Yang, Ruey-Bing (Ray)

Person ID
ZDB-PERS-131119-6
Email
rbyang@ibms.sinica.edu.tw
URL
Affiliation
Ruey-Bing Yang Lab
Address
Institute of Biomedical Sciences Academia Sinica 128 Academia Rd., Sec. 2 Taipei 115201, Taiwan
Country
Taiwan
Phone
+886-2-2652-3943
Fax
+886-2-2785-8847
ORCID ID
Biography and Research Interest
I was trained as a receptor biologist in the Department of Pharmacology, University of Texas Southwestern Medical Center at Dallas. During my Ph.D.
studies, a family of sensory guanylyl cyclase receptors specifically expressed in retinal or olfactory neurons was identified. Chromosomal mapping and mutation screening led to the discovery that one retinal gene is responsible for one form of retinal degeneration.
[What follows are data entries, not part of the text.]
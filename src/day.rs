use std::any::Any;
use std::cell::Cell;
use std::fmt;
use std::rc::Rc;
use time::{Date, Month, Weekday::*};

/// Hook for enriching freshly built [`CalendarDay`] values, e.g. by
/// attaching a custom payload or pre-setting flag cells.
pub type DayExtension = Rc<dyn Fn(CalendarDay) -> CalendarDay>;

/// Composite month key: `year * 12 + month0`, where `month0` is the
/// zero-based month.  Used for page bucketing and month comparisons
/// without constructing dates.
pub fn month_year_index(date: Date) -> i32 {
    date.year() * 12 + i32::from(u8::from(date.month())) - 1
}

pub fn index_to_year(index: i32) -> i32 {
    index.div_euclid(12)
}

pub fn index_to_month(index: i32) -> Month {
    let month0 = u8::try_from(index.rem_euclid(12)).unwrap_or(0);
    Month::try_from(month0 + 1).unwrap_or(Month::January)
}

/// Flag cells shared between a canonical day and all of its shadow
/// copies, so a mutation made through one page is visible from the
/// neighboring page rendering the same date.
#[derive(Clone, Debug, Default, Eq, PartialEq)]
pub(crate) struct DayFlags {
    pub(crate) disabled: Cell<bool>,
    pub(crate) selected: Cell<bool>,
    pub(crate) between: Cell<bool>,
    pub(crate) hovered: Cell<bool>,
}

// Per-page markers: not shared with shadow copies, which carry the
// opposite `other_month` value to their canonical twin.
#[derive(Clone, Debug, Default, Eq, PartialEq)]
struct PageMarks {
    other_month: Cell<bool>,
    copied: Cell<bool>,
}

/// One calendar date as rendered within some page.
///
/// Cloning yields another handle onto the same logical entity: the flag
/// cells and page markers stay shared.  [`CalendarDay::shadow`] is the
/// only way to get an independent duplicate, used by the month-padding
/// algorithm for boundary weeks.
#[derive(Clone)]
pub struct CalendarDay {
    date: Date,
    is_today: bool,
    is_weekend: bool,
    month_year_index: i32,
    marks: Rc<PageMarks>,
    flags: Rc<DayFlags>,
    custom: Option<Rc<dyn Any>>,
}

impl CalendarDay {
    fn new(date: Date, today: Date) -> CalendarDay {
        CalendarDay {
            date,
            is_today: date == today,
            is_weekend: matches!(date.weekday(), Saturday | Sunday),
            month_year_index: month_year_index(date),
            marks: Rc::new(PageMarks::default()),
            flags: Rc::new(DayFlags::default()),
            custom: None,
        }
    }

    pub fn date(&self) -> Date {
        self.date
    }

    pub fn is_today(&self) -> bool {
        self.is_today
    }

    pub fn is_weekend(&self) -> bool {
        self.is_weekend
    }

    pub fn month_year_index(&self) -> i32 {
        self.month_year_index
    }

    /// Stable string key of the form `year-month-day`.
    pub fn day_id(&self) -> String {
        format!(
            "{}-{}-{}",
            self.date.year(),
            u8::from(self.date.month()),
            self.date.day()
        )
    }

    pub fn other_month(&self) -> bool {
        self.marks.other_month.get()
    }

    pub(crate) fn set_other_month(&self, other_month: bool) {
        self.marks.other_month.set(other_month);
    }

    /// True for shadow duplicates created while padding a page's
    /// boundary weeks.  Shadow days are excluded from all selection
    /// logic so a date spanning two pages is never counted twice.
    pub fn is_copied(&self) -> bool {
        self.marks.copied.get()
    }

    pub(crate) fn set_copied(&self, copied: bool) {
        self.marks.copied.set(copied);
    }

    pub fn disabled(&self) -> bool {
        self.flags.disabled.get()
    }

    pub fn set_disabled(&self, disabled: bool) {
        self.flags.disabled.set(disabled);
    }

    pub fn is_selected(&self) -> bool {
        self.flags.selected.get()
    }

    pub fn set_selected(&self, selected: bool) {
        self.flags.selected.set(selected);
    }

    pub fn is_between(&self) -> bool {
        self.flags.between.get()
    }

    pub fn set_between(&self, between: bool) {
        self.flags.between.set(between);
    }

    pub fn is_hovered(&self) -> bool {
        self.flags.hovered.get()
    }

    pub fn set_hovered(&self, hovered: bool) {
        self.flags.hovered.set(hovered);
    }

    /// Payload attached by a [`DayExtension`] hook, if any.
    pub fn custom(&self) -> Option<&Rc<dyn Any>> {
        self.custom.as_ref()
    }

    pub fn with_custom(mut self, custom: Rc<dyn Any>) -> CalendarDay {
        self.custom = Some(custom);
        self
    }

    /// Duplicate this day for boundary padding.  The flag cells stay
    /// shared with the canonical instance; the page markers are fresh,
    /// with `copied` set.
    pub(crate) fn shadow(&self) -> CalendarDay {
        CalendarDay {
            marks: Rc::new(PageMarks {
                other_month: Cell::new(self.other_month()),
                copied: Cell::new(true),
            }),
            ..self.clone()
        }
    }
}

impl fmt::Debug for CalendarDay {
    fn fmt(&self, f: &mut fmt::Formatter<'_>) -> fmt::Result {
        f.debug_struct("CalendarDay")
            .field("date", &self.date)
            .field("is_today", &self.is_today)
            .field("is_weekend", &self.is_weekend)
            .field("month_year_index", &self.month_year_index)
            .field("other_month", &self.other_month())
            .field("copied", &self.is_copied())
            .field("flags", &self.flags)
            .finish_non_exhaustive()
    }
}

impl PartialEq for CalendarDay {
    fn eq(&self, other: &CalendarDay) -> bool {
        self.date == other.date
            && self.is_today == other.is_today
            && self.is_weekend == other.is_weekend
            && self.marks == other.marks
            && self.flags == other.flags
    }
}

impl Eq for CalendarDay {}

/// Builds [`CalendarDay`] entities, running the caller-supplied
/// extension hook when one is configured.  "Today" is sampled once when
/// the factory is created, not per day.
#[derive(Clone)]
pub struct DayFactory {
    today: Date,
    extend: Option<DayExtension>,
}

impl DayFactory {
    pub(crate) fn new(today: Date, extend: Option<DayExtension>) -> DayFactory {
        DayFactory { today, extend }
    }

    pub fn make(&self, date: Date) -> CalendarDay {
        let day = CalendarDay::new(date, self.today);
        if let Some(f) = self.extend.as_ref() {
            f(day)
        } else {
            day
        }
    }
}

impl fmt::Debug for DayFactory {
    fn fmt(&self, f: &mut fmt::Formatter<'_>) -> fmt::Result {
        f.debug_struct("DayFactory")
            .field("today", &self.today)
            .field("extend", &self.extend.as_ref().map(|_| "..."))
            .finish()
    }
}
Indeed, knockout of this gene in mic phenocopied human cone-rod dystrophy. I continued my Postdoctoral training in unraveling the pathogenic mechanism of septic shock at Genentech, Inc. I identified Toll-like receptors (TLRs) involved in bacterial lipoprotein-induced cellular signaling. These receptors and their signaling components could be potential targets in devising a treatment for human sepsis or inflammation disease. I further dedicated myself in the biopharmaceutical industry at COR Therapeutics Inc. later merged with Millennium Pharmaceuticals, Inc where I initiated the genomic effort on endothelial or platelet targets by integrated genomic approaches. A novel receptor P2Y12 was identified and showed to play a critical role in platelet aggregation, thus a biological target for the treatment of thromboembolisms and other clotting disorders.
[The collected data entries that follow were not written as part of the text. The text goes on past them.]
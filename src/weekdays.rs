use crate::config::CalendarConfig;

/// Weekday label token, mirroring the `i*` family of date format
/// tokens: from the ISO day number (`i`) up to the short name
/// (`iiiiii`).  The default is the one-letter narrow form.
#[derive(Clone, Copy, Debug, Default, Eq, PartialEq)]
pub enum WeekdayFormat {
    /// ISO day number, `"1"` (Monday) through `"7"` (Sunday).
    IsoNumber,
    /// Ordinal day number, `"1st"` through `"7th"`.
    Ordinal,
    /// Zero-padded day number, `"01"` through `"07"`.
    TwoDigit,
    /// Abbreviated name, e.g. `"Mon"`.
    Abbreviated,
    /// Full name, e.g. `"Monday"`.
    Wide,
    /// One-letter name, e.g. `"M"`.
    #[default]
    Narrow,
    /// Two-letter name, e.g. `"Mo"`.
    Short,
}

/// Weekday name table used for label formatting.  Names are stored
/// Monday-first; the narrow, short, and abbreviated forms are prefixes
/// of the wide form.
#[derive(Clone, Debug, Eq, PartialEq)]
pub struct Locale {
    wide: [String; 7],
}

impl Locale {
    /// A locale from seven full weekday names, Monday first.
    pub fn new(wide: [String; 7]) -> Locale {
        Locale { wide }
    }

    fn label(&self, iso_index: usize, format: WeekdayFormat) -> String {
        let name = &self.wide[iso_index];
        let number = iso_index + 1;
        match format {
            WeekdayFormat::IsoNumber => number.to_string(),
            WeekdayFormat::Ordinal => format!("{number}{}", ordinal_suffix(number)),
            WeekdayFormat::TwoDigit => format!("{number:02}"),
            WeekdayFormat::Abbreviated => prefix(name, 3),
            WeekdayFormat::Wide => name.clone(),
            WeekdayFormat::Narrow => prefix(name, 1),
            WeekdayFormat::Short => prefix(name, 2),
        }
    }
}

impl Default for Locale {
    fn default() -> Locale {
        Locale::new(
            [
                "Monday",
                "Tuesday",
                "Wednesday",
                "Thursday",
                "Friday",
                "Saturday",
                "Sunday",
            ]
            .map(String::from),
        )
    }
}

/// Seven weekday labels rotated so the first entry is the configured
/// first day of the week.
pub(crate) fn weekday_labels(config: &CalendarConfig, format: WeekdayFormat) -> Vec<String> {
    // Base order is Sunday-first (ISO index 6, 0, 1, ...), rotated left
    // by the first-day-of-week offset.
    (0..7)
        .map(|i| {
            let offset = usize::from((i + config.first_day_of_week) % 7);
            let iso_index = (offset + 6) % 7;
            config.locale.label(iso_index, format)
        })
        .collect()
}

fn prefix(name: &str, chars: usize) -> String {
    name.chars().take(chars).collect()
}

fn ordinal_suffix(number: usize) -> &'static str {
    match number {
        1 => "st",
        2 => "nd",
        3 => "rd",
        _ => "th",
    }
}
After returning Taiwan, I am interested in understanding the basic and translational biology of one small secreted and cell-surface SCUBE (signal peptide-CUB-EGF-like domain-containing) protein family (SCUBE1, 2 and 3) identified from human endothelial cells. A combination of the molecular, biochemical, clinical, genetically-altered mouse approaches has been using to unravel the physiological and pathological functions of these novel cell-surface SCUBE proteins. Our results demonstrate their basic functions and translational implications in developmental processes and numerous human diseases such as acute renal failure, acute ischemic / thrombotic diseases, bone disease, breast cancer, and tumor angiogenesis.